マチソワ間の空き時間を使ってあわただしく足を運んだので、花も酒も線香も持っていなかったから、漱石先生も好きだった煙草に一本をつけて、線香がわりに鉄の筒に差してあげた。漱石先生と一緒に吸う煙草の味は、まぁ普通のマルボロの味だったが、曇天の空模様を仰ぎながら己の狭小さを思うと、ひどく足場の悪い土地に立っているような、不安定な気持ちになった。和学漢学・英文学に通じ、人の弱さに優しく声をかけるように物語を紡いだ漱石先生の偉大の前では、自分は何の取り柄もない、道に迷って餓えた野良犬のようなものだ。

幸いなことに高評価を頂いている新作『15分しかないの』だが、ひとつのスタイル上の実験に成功し、ひとつの佳作を残したに過ぎない。浮かれてはいないし、卑下もしていない、いやむしろ心底面白いと思って毎日のアップや本番を観ているが、これが終われば気持ちを切り替えて、シビアな反省をし、新たな窮地に追い込まれなければならない。僕は窮地でしか書けない。

夜、心が空っぽになる。自嘲。

14日夜。ひどく体調の悪い朝、我孫子駅で唐揚げ蕎麦を食うが、頭がふらふらし、そして強風のため電車は来ない。這うようにして池袋につき、タクシーさんと会い、ショート7フライヤー入稿前最終チェック。アップとダメ出しをし、マチネを終え、アップとダメ出しをし、ソワレ本番をすっぽかしてreset-Nリーディング公演を観に行く。

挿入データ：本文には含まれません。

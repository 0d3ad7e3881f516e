// threatpath-store-sqlite/src/lib.rs
// ============================================================================
// Module: ThreatPath SQLite Store Library
// Description: Durable governance store backed by SQLite.
// Purpose: Expose the SQLite GovernanceStore implementation.
// Dependencies: crate::store
// ============================================================================

//! ## Overview
//! `threatpath-store-sqlite` persists the governance core: model
//! configurations with an exactly-one-active invariant, the hash-chained
//! trust ledger (append-only, no updates, no deletes), and drift samples.
//! Feedback cycles commit as single transactions so a failed write leaves
//! the prior active configuration intact.

// ============================================================================
// SECTION: Modules
// ============================================================================

pub mod store;

// ============================================================================
// SECTION: Re-Exports
// ============================================================================

pub use store::SqliteGovernanceStore;
pub use store::SqliteStoreConfig;
pub use store::SqliteStoreError;
pub use store::SqliteStoreMode;
pub use store::SqliteSyncMode;
// threatpath-core/tests/analyzer.rs
// ============================================================================
// Module: Path Analyzer Tests
// Description: Scoring, discovery, enrichment, and degradation behavior.
// ============================================================================
//! ## Overview
//! Exercises the path analyzer against the KEV exploit chain, pattern
//! discovery in raw text, technique inference, summary-line fallbacks, and
//! the empty-session contract.

#![allow(
    clippy::unwrap_used,
    clippy::expect_used,
    clippy::panic,
    reason = "Test-only output and panic-based assertions are permitted."
)]

mod common;

use threatpath_core::BusinessRiskLevel;
use threatpath_core::PathAnalyzer;
use threatpath_core::Session;
use threatpath_core::SessionId;
use threatpath_core::Timestamp;
use threatpath_core::runtime::discover_vulnerabilities;

use common::KEV_CVE;
use common::empty_intel;
use common::event;
use common::event_on_host;
use common::intel;
use common::kev_catalog;
use common::single_session;
use common::with_cve;

/// Fixed report generation time used across assertions.
fn now() -> Timestamp {
    Timestamp::from_unix_millis(1_700_003_600_000)
}

#[test]
fn kev_exploit_chain_scores_high() {
    let session = single_session(vec![
        with_cve(event_on_host("e1", Some("T1190"), 0, "web01"), KEV_CVE),
        event_on_host("e2", Some("T1059"), 5, "db01"),
        event_on_host("e3", Some("T1021"), 9, "app01"),
    ]);
    let intel = intel(kev_catalog());
    let analyzer = PathAnalyzer::new(&intel);
    let report = analyzer.analyze(&session, now()).expect("report");

    // diversity 30 + volume log10(4)*10, escalated by the 1.5 KEV multiplier.
    assert!(report.path_anomaly_score >= 40.0);
    assert!(report.path_anomaly_score <= 100.0);
    assert_eq!(report.business_risk_level, BusinessRiskLevel::High);
    assert_eq!(report.blast_radius, vec!["web01", "db01", "app01"]);
    assert_eq!(report.root_cause_node.as_str(), "e1");

    let kev_line = report.vulnerability_summary.first().expect("summary line");
    assert!(kev_line.starts_with("CVE-2021-44228: Apache Log4j2"));
    assert!(kev_line.ends_with("[KEV]"));
    assert!(report.tactical_narrative.contains("Known Exploited Vulnerabilities"));
    assert!(report.plain_language_summary.starts_with("CRITICAL:"));
}

#[test]
fn discovery_patterns_cover_all_three_forms() {
    let (cves, cwes) = discover_vulnerabilities(
        "blocked cve-2024-12345 probe; classified CWE-89; payload {\"cwe_id\": \"693\"}",
    );
    assert_eq!(cves.len(), 1);
    assert_eq!(cves[0].as_str(), "CVE-2024-12345");
    let cwe_ids: Vec<&str> = cwes.iter().map(|id| id.as_str()).collect();
    assert_eq!(cwe_ids, vec!["CWE-89", "CWE-693"]);
}

#[test]
fn technique_inferred_from_discovered_cwe() {
    let mut raw = event("e1", None, 0);
    raw.raw_text = Some("zap finding: sql injection CWE-89 on /login".to_string());
    let session = single_session(vec![raw]);
    let analyzer_intel = empty_intel();
    let analyzer = PathAnalyzer::new(&analyzer_intel);
    let report = analyzer.analyze(&session, now()).expect("report");

    // CWE-89 implies exploitation of a public-facing application.
    assert!(report.observed_techniques.iter().any(|technique| technique.as_str() == "T1190"));
    assert!(
        report
            .vulnerability_summary
            .iter()
            .any(|line| line.starts_with("CWE-89: SQL Injection"))
    );
}

#[test]
fn heuristic_cwes_produce_summary_lines() {
    let session = single_session(vec![event("e1", Some("T1110"), 0)]);
    let analyzer_intel = empty_intel();
    let analyzer = PathAnalyzer::new(&analyzer_intel);
    let report = analyzer.analyze(&session, now()).expect("report");

    // Brute force carries CWE-307/CWE-521 heuristics; both humanize.
    assert!(report.vulnerability_summary.iter().any(|line| line.starts_with("CWE-307:")));
    assert!(report.vulnerability_summary.iter().any(|line| line.starts_with("CWE-521:")));
}

#[test]
fn behavioral_fallback_when_no_identifiers() {
    let session = single_session(vec![event("e1", Some("T1595"), 0)]);
    let analyzer_intel = empty_intel();
    let analyzer = PathAnalyzer::new(&analyzer_intel);
    let report = analyzer.analyze(&session, now()).expect("report");

    // Active scanning has no CWE heuristics, so the summary falls back to
    // behavioral detection lines.
    assert_eq!(report.vulnerability_summary, vec![
        "Behavioral Detection: Active Scanning (T1595)".to_string()
    ]);
}

#[test]
fn empty_session_yields_no_report() {
    let session = Session {
        session_id: SessionId::from("ghost_1"),
        surrogate: "ghost".to_string(),
        start_time: Timestamp::from_unix_millis(0),
        end_time: Timestamp::from_unix_millis(0),
        events: Vec::new(),
        is_high_priority: false,
    };
    let analyzer_intel = empty_intel();
    let analyzer = PathAnalyzer::new(&analyzer_intel);
    assert!(analyzer.analyze(&session, now()).is_none());
}

#[test]
fn recon_session_stays_informational_band() {
    let session = single_session(vec![event("e1", Some("T1595"), 0)]);
    let analyzer_intel = empty_intel();
    let analyzer = PathAnalyzer::new(&analyzer_intel);
    let report = analyzer.analyze(&session, now()).expect("report");

    assert!(report.path_anomaly_score <= 20.0);
    assert!(matches!(
        report.business_risk_level,
        BusinessRiskLevel::Informational | BusinessRiskLevel::Low
    ));
}

#[test]
fn prediction_vector_follows_deepest_phase() {
    let session = single_session(vec![
        event("e1", Some("T1078"), 0),
        event("e2", Some("T1021"), 5),
    ]);
    let analyzer_intel = empty_intel();
    let analyzer = PathAnalyzer::new(&analyzer_intel);
    let report = analyzer.analyze(&session, now()).expect("report");

    // Lateral Movement is the deepest phase; its branches lead the vector.
    let phases: Vec<&str> =
        report.prediction_vector.iter().map(|branch| branch.next_phase.as_str()).collect();
    assert_eq!(phases, vec!["Collection", "Exfiltration", "Command and Control"]);
}

#[test]
fn event_graph_links_consecutive_events() {
    let session = single_session(vec![
        event("e1", Some("T1190"), 0),
        event("e2", Some("T1059"), 2),
        event("e3", None, 4),
    ]);
    let analyzer_intel = empty_intel();
    let analyzer = PathAnalyzer::new(&analyzer_intel);
    let graph = analyzer.build_graph(&session);

    assert_eq!(graph.nodes.len(), 3);
    assert_eq!(graph.edges.len(), 2);
    assert!((graph.edges[0].delta_seconds - 120.0).abs() < f64::EPSILON);
    assert_eq!(graph.root().expect("root").event_id.as_str(), "e1");
    assert_eq!(graph.nodes[0].phase, "Initial Access");
    assert_eq!(graph.nodes[2].phase, "Unknown");
}

#[test]
fn event_summary_counts_by_type() {
    let mut auth = event("e2", None, 1);
    auth.event_type = "auth_failure".to_string();
    let session = single_session(vec![event("e1", Some("T1110"), 0), auth]);
    let analyzer_intel = empty_intel();
    let analyzer = PathAnalyzer::new(&analyzer_intel);
    let report = analyzer.analyze(&session, now()).expect("report");

    assert_eq!(report.event_summary.get("security_alert"), Some(&1));
    assert_eq!(report.event_summary.get("auth_failure"), Some(&1));
    assert!(report.tactical_narrative.contains("authentication failures"));
}

#[test]
fn cwe_clusters_exclude_unknown_abstractions() {
    let session = single_session(vec![with_cve(
        event_on_host("e1", Some("T1190"), 0, "web01"),
        KEV_CVE,
    )]);
    let analyzer_intel = intel(kev_catalog());
    let analyzer = PathAnalyzer::new(&analyzer_intel);
    let report = analyzer.analyze(&session, now()).expect("report");

    assert!(report.cwe_clusters.contains(&"Class".to_string()));
    assert!(report.cwe_clusters.contains(&"Base".to_string()));
    assert!(!report.cwe_clusters.contains(&"Unknown".to_string()));
}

一瞬にして嫌な気持ち、どん底な気持ちにつき落とされる、すさまじい作品であった。夏井さんは年を経るごとによりストイックでストレートになっている。勇気の要ることだ。だが、終演後お話させて頂いたら、最近では楽しんで書けるようにこういうやり方をしている、ということを仰っていた。意味がさっぱりわからなくて、また唸る。

プラスアルファで上演されたピンターをアレンジした一品もすばらしかった。東京で一番アヴァンギャルドな劇団の一つである。うちはポップ過ぎるかもしれない。